Your instructions:
What is the number of lines in this listing that include "Display"? Answer with that number only.

Data listing:
/---

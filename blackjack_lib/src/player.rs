use crate::bank::Bank;
use crate::policy::DecisionPolicy;
use std::fmt::Display;

/// A seated player: a bankroll and the policy that makes every decision for it.
pub struct Player {
    pub(crate) id: usize,
    pub(crate) name: String,
    pub(crate) seat: usize,
    pub(crate) bank: Bank,
    pub(crate) policy: Box<dyn DecisionPolicy + Send>,
    pub(crate) rounds_played: u32,
}

impl Player {
    pub fn new<S: Into<String>>(
        id: usize,
        name: S,
        seat: usize,
        starting_balance: f64,
        policy: Box<dyn DecisionPolicy + Send>,
    ) -> Player {
        let name = name.into();
        Player {
            id,
            bank: Bank::new(name.clone(), starting_balance),
            name,
            seat,
            policy,
            rounds_played: 0,
        }
    }

    pub fn id(&self) -> usize {
        self.id
    }

    pub fn name(&self) -> &str {
        &self.name
    }

    /// The seat position the player sits at, the first position they may bet on.
    pub fn seat(&self) -> usize {
        self.seat
    }

    pub fn balance(&self) -> f64 {
        self.bank.balance()
    }

    pub fn bank(&self) -> &Bank {
        &self.bank
    }

    pub fn rounds_played(&self) -> u32 {
        self.rounds_played
    }

    /// Method for determining whether the player can still afford the table minimum.
    pub fn continue_play(&self, min_bet: f64) -> bool {
        self.bank.balance() >= min_bet
    }

    /// Restores the bankroll, used between simulations.
    pub fn reset(&mut self, balance: f64) {
        self.bank.reset(balance);
        self.rounds_played = 0;
    }
}

impl Display for Player {
    fn fmt(&self, f: &mut std::fmt::Formatter<'_>) -> std::fmt::Result {
        write!(
            f,
            "{:<21}{}\n{:<21}{}\n{:<21}${:.2}",
            "player:", self.name, "seat:", self.seat, "balance:", self.bank.balance()
        )
    }
}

\---

Written response:
2